Le violoniste Gérard Poulet et le pianiste Jean-Claude Vanden Eynden nous emmènent dans un voyage musical aux multiples saveurs associant Albéric Magnard et César Franck.
« Le Palais des Dégustateurs » : un nom intrigant pour un label discographique ? Pas tant que cela : en bon épicurien, son producteur Éric Rouyer, à la fois caviste et mélomane averti, a décidé un jour d’associer son métier au plaisir musical en organisant « de concert » ce qu’il appelle joliment des « vinosités musicales », avec le soutien de maisons et domaines réputés de Bourgogne,qui consistent en récitals ou musique de chambre auxquels sont conviés des artistes tels que Christian Ivaldi, Robert Levin, Dominique Merlet, Alain Meunier, Jacques Rouvier.
Mais Éric Rouyer a aussi une autre passion de longue date, celle d’Albéric Magnard et sa musique ; aussi s’est-il allié à Pierre Carrive, Président de l’Association Albéric Magnard, pour produire le disque sous rubrique qui est un véritable enchantement. Pour cela, appel a été fait à deux merveilleux musiciens, et le caractère franco-belge des deux compositeurs (Magnard et Franck) trouve son équivalent dans les interprètes : Gérard Poulet au violon, et Jean-Claude Vanden Eynden au piano. Le premier, à qui nous devons tant de superbes interprétations, notamment de Fauré, Bartók, Stravinsky en compagnie du pianiste Noël Lee chez Arion, est né d’un père (Gaston Poulet) et d’une mère (Jane Evrard) chefs d’orchestre ; le second, merveilleux chambriste, reste à ce jour le Belge le mieux classé (3e, en 1964) aux sessions piano du Concours International Reine Élisabeth.
Réunir en un disque ces deux admirables musiciens dans un programme combinant César Franck et Albéric Magnard allait de soi (Augustin Dumay et Jean-Philippe Collard avaient déjà adopté ce couplage), et bien que l’on ait souvent dit de Magnard qu’il appartient à l’école franckiste, il est évident que la personnalité absolument différente et caractérisée de Magnard par rapport à celle de Franck, tout comme d’ailleurs celles d’Ernest Chausson, Vincent d’Indy, Gabriel Pierné ou Déodat de Séverac, ne reposait que sur quelques affinités générales : Pierre Carrive, dans ses notes substantielles, nous guide avec grande sensibilité dans leurs vies respectives.
Si l’on ne compte plus les enregistrements de la Sonate pour violon et piano en la majeur de Franck, la Sonate pour violon et piano en sol majeur op. 13 de Magnard est bien plus rare tant au disque qu’au concert, et il faut savoir gré au violoniste canadien Hyman Bress et au pianiste français Olivier Alain de l’avoir gravée en tout premier, grâce à la ténacité de passionnés tels que Pierre Gorlé, directeur des anciennes productions discographiques belges Alpha, le disquaire Thierry Grisar et le regretté musicologue Harry Halbreich, coauteur avec Simon-Pierre Perret du remarquable ouvrage sur le compositeur aux éditions Fayard.

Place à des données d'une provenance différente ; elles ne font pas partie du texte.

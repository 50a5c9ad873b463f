use glam::Vec2;
use serde::{Deserialize, Serialize};

use crate::color::Rgba;
use crate::entity::{Side, TowerArchetype};
use crate::error::{CoreError, CoreResult};

/// Colour markers understood by [`decode`].
pub mod marker {
    use crate::color::Rgba;

    /// Walkable ground.
    pub const GROUND: Rgba = Rgba::from_hex(0xFFFFFFFF);
    /// Ground where the player may place minions.
    pub const PLACEABLE: Rgba = Rgba::from_hex(0x3294C4FF);
    /// A trap on walkable ground.
    pub const TRAP: Rgba = Rgba::from_hex(0xC49632FF);
    /// A defender minion standing on walkable ground.
    pub const DEFENDER: Rgba = Rgba::from_hex(0xA4243BFF);
}

/// Terrain classification of one cell.
#[derive(Debug, Clone, Copy, PartialEq, Eq, Hash, Default, Serialize, Deserialize)]
#[serde(rename_all = "snake_case")]
pub enum Terrain {
    /// Outside the playfield.
    #[default]
    Void,
    /// Walkable ground.
    Ground,
    /// Ground that accepts player placements.
    Placeable,
    /// Ground that held a trap when the map was loaded.
    TrapTrigger,
}

impl Terrain {
    /// Return `true` for every playfield cell.
    pub fn is_walkable(self) -> bool {
        !matches!(self, Self::Void)
    }

    /// Return `true` if the player may place minions here.
    pub fn is_placeable(self) -> bool {
        matches!(self, Self::Placeable)
    }
}

/// Terrain grid in cells of `tile_size` world pixels.
#[derive(Debug, Clone, PartialEq)]
pub struct TileMap {
    width: usize,
    height: usize,
    tile_size: f32,
    cells: Vec<Terrain>,
}

impl TileMap {
    /// Create a map filled with `fill`.
    pub fn filled(width: usize, height: usize, tile_size: f32, fill: Terrain) -> Self {
        Self {
            width,
            height,
            tile_size,
            cells: vec![fill; width * height],
        }
    }

    /// Width in cells.
    pub fn width(&self) -> usize {
        self.width
    }

    /// Height in cells.
    pub fn height(&self) -> usize {
        self.height
    }

    /// Edge length of one cell in world pixels.
    pub fn tile_size(&self) -> f32 {
        self.tile_size
    }

    /// Size of the whole map in world pixels.
    pub fn world_size(&self) -> Vec2 {
        Vec2::new(self.width as f32, self.height as f32) * self.tile_size
    }

    /// Terrain of cell `(x, y)`, or `None` outside the map.
    pub fn get(&self, x: usize, y: usize) -> Option<Terrain> {
        if x < self.width && y < self.height {
            Some(self.cells[y * self.width + x])
        } else {
            None
        }
    }

    /// Overwrite cell `(x, y)`. Out-of-range cells are ignored.
    pub fn set(&mut self, x: usize, y: usize, terrain: Terrain) {
        if x < self.width && y < self.height {
            self.cells[y * self.width + x] = terrain;
        }
    }

    /// The cell containing world position `pos`, or `None` outside the map.
    pub fn cell_of(&self, pos: Vec2) -> Option<(usize, usize)> {
        let cx = (pos.x / self.tile_size).floor();
        let cy = (pos.y / self.tile_size).floor();
        if cx < 0.0 || cy < 0.0 || !cx.is_finite() || !cy.is_finite() {
            return None;
        }
        let (x, y) = (cx as usize, cy as usize);
        (x < self.width && y < self.height).then_some((x, y))
    }

    /// Terrain under world position `pos`.
    pub fn terrain_at(&self, pos: Vec2) -> Option<Terrain> {
        self.cell_of(pos).and_then(|(x, y)| self.get(x, y))
    }

    /// World position of the centre of cell `(x, y)`.
    pub fn cell_center(&self, x: usize, y: usize) -> Vec2 {
        Vec2::new((x as f32 + 0.5) * self.tile_size, (y as f32 + 0.5) * self.tile_size)
    }

    /// Iterate over `(x, y, terrain)` in row-major order.
    pub fn cells(&self) -> impl Iterator<Item = (usize, usize, Terrain)> + '_ {
        self.cells
            .iter()
            .enumerate()
            .map(|(i, t)| (i % self.width, i / self.width, *t))
    }

    /// Centres of every placeable cell.
    pub fn placeable_centers(&self) -> Vec<Vec2> {
        self.cells()
            .filter(|(_, _, t)| t.is_placeable())
            .map(|(x, y, _)| self.cell_center(x, y))
            .collect()
    }
}

/// Raw RGBA pixels of a map image, one pixel per cell.
#[derive(Debug, Clone, PartialEq)]
pub struct PixelGrid {
    width: usize,
    height: usize,
    pixels: Vec<Rgba>,
}

impl PixelGrid {
    /// Wrap row-major pixels. Fails if the pixel count does not match.
    pub fn new(width: usize, height: usize, pixels: Vec<Rgba>) -> CoreResult<Self> {
        if width == 0 || height == 0 {
            return Err(CoreError::InvalidMap(format!(
                "map must not be empty ({width}x{height})"
            )));
        }
        if pixels.len() != width * height {
            return Err(CoreError::InvalidMap(format!(
                "expected {} pixels for {width}x{height}, got {}",
                width * height,
                pixels.len()
            )));
        }
        Ok(Self {
            width,
            height,
            pixels,
        })
    }

    /// A grid filled with one colour.
    pub fn filled(width: usize, height: usize, color: Rgba) -> Self {
        Self {
            width,
            height,
            pixels: vec![color; width * height],
        }
    }

    /// Width in pixels.
    pub fn width(&self) -> usize {
        self.width
    }

    /// Height in pixels.
    pub fn height(&self) -> usize {
        self.height
    }

    /// Pixel at `(x, y)`.
    pub fn get(&self, x: usize, y: usize) -> Option<Rgba> {
        (x < self.width && y < self.height).then(|| self.pixels[y * self.width + x])
    }

    /// Overwrite pixel `(x, y)`. Out-of-range pixels are ignored.
    pub fn set(&mut self, x: usize, y: usize, color: Rgba) {
        if x < self.width && y < self.height {
            self.pixels[y * self.width + x] = color;
        }
    }
}

/// An entity the map asks to be spawned when the level loads.
#[derive(Debug, Clone, Copy, PartialEq)]
pub enum Placement {
    /// A tower with its starting health.
    Tower {
        /// Archetype encoded by the marker channel.
        archetype: TowerArchetype,
        /// Starting health (channel value times ten).
        health: i32,
        /// Cell centre in world pixels.
        position: Vec2,
    },
    /// A trap.
    Trap {
        /// Cell centre in world pixels.
        position: Vec2,
    },
    /// A pre-placed minion.
    Minion {
        /// Side of the minion.
        side: Side,
        /// Cell centre in world pixels.
        position: Vec2,
    },
}

/// Result of decoding a map image.
#[derive(Debug, Clone, PartialEq)]
pub struct DecodedMap {
    /// Terrain of every cell.
    pub tiles: TileMap,
    /// Entities to spawn, in row-major cell order.
    pub placements: Vec<Placement>,
}

/// Decode a colour-coded map image.
///
/// Every non-ground pixel is either a terrain class or a placement
/// directive. A pixel whose only non-zero colour channel is red, green, or
/// blue places a ranged, area, or spawner tower whose health is that channel
/// times ten. Marker cells become ground.
pub fn decode(grid: &PixelGrid, tile_size: f32) -> CoreResult<DecodedMap> {
    if tile_size.is_nan() || tile_size <= 0.0 {
        return Err(CoreError::InvalidMap(format!("tile size must be positive, got {tile_size}")));
    }

    let mut tiles = TileMap::filled(grid.width, grid.height, tile_size, Terrain::Void);
    let mut placements = Vec::new();

    for y in 0..grid.height {
        for x in 0..grid.width {
            let color = grid.pixels[y * grid.width + x];
            let position = tiles.cell_center(x, y);

            let terrain = if color == marker::GROUND {
                Terrain::Ground
            } else if color == marker::PLACEABLE {
                Terrain::Placeable
            } else if color == marker::TRAP {
                placements.push(Placement::Trap { position });
                Terrain::TrapTrigger
            } else if color == marker::DEFENDER {
                placements.push(Placement::Minion {
                    side: Side::Defender,
                    position,
                });
                Terrain::Ground
            } else if let Some((archetype, channel)) = tower_marker(color) {
                placements.push(Placement::Tower {
                    archetype,
                    health: channel as i32 * 10,
                    position,
                });
                Terrain::Ground
            } else {
                Terrain::Void
            };
            tiles.set(x, y, terrain);
        }
    }

    Ok(DecodedMap { tiles, placements })
}

fn tower_marker(color: Rgba) -> Option<(TowerArchetype, u8)> {
    match (color.r, color.g, color.b) {
        (r, 0, 0) if r > 0 => Some((TowerArchetype::Ranged, r)),
        (0, g, 0) if g > 0 => Some((TowerArchetype::Area, g)),
        (0, 0, b) if b > 0 => Some((TowerArchetype::Spawner, b)),
        _ => None,
    }
}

Ces deux sonates sont redoutables d’exécution, tant par leurs exigences techniques qu’expressives, leur poésie intérieure et leur lyrisme, leur inspiration au souffle large et généreux, leur pudeur et leurs élans. En particulier, la partie de piano de la Sonate pour violon et piano de Magnard aspire à la richesse orchestrale. On admirera ici la parfaite homogénéité qui règne entre les deux partenaires, ainsi que la beauté du jeu de chacun, dans le plus pur esprit de musique de chambre, où chez Magnard notamment, on perçoit tour à tour, de manière très révélatrice et caractéristique, virilité du lyrisme et tendresse ardente sous une pudeur farouche. Avec ce genre d’interprétation, on a le sentiment très exaltant d’être proche de l’idéal, de la perfection.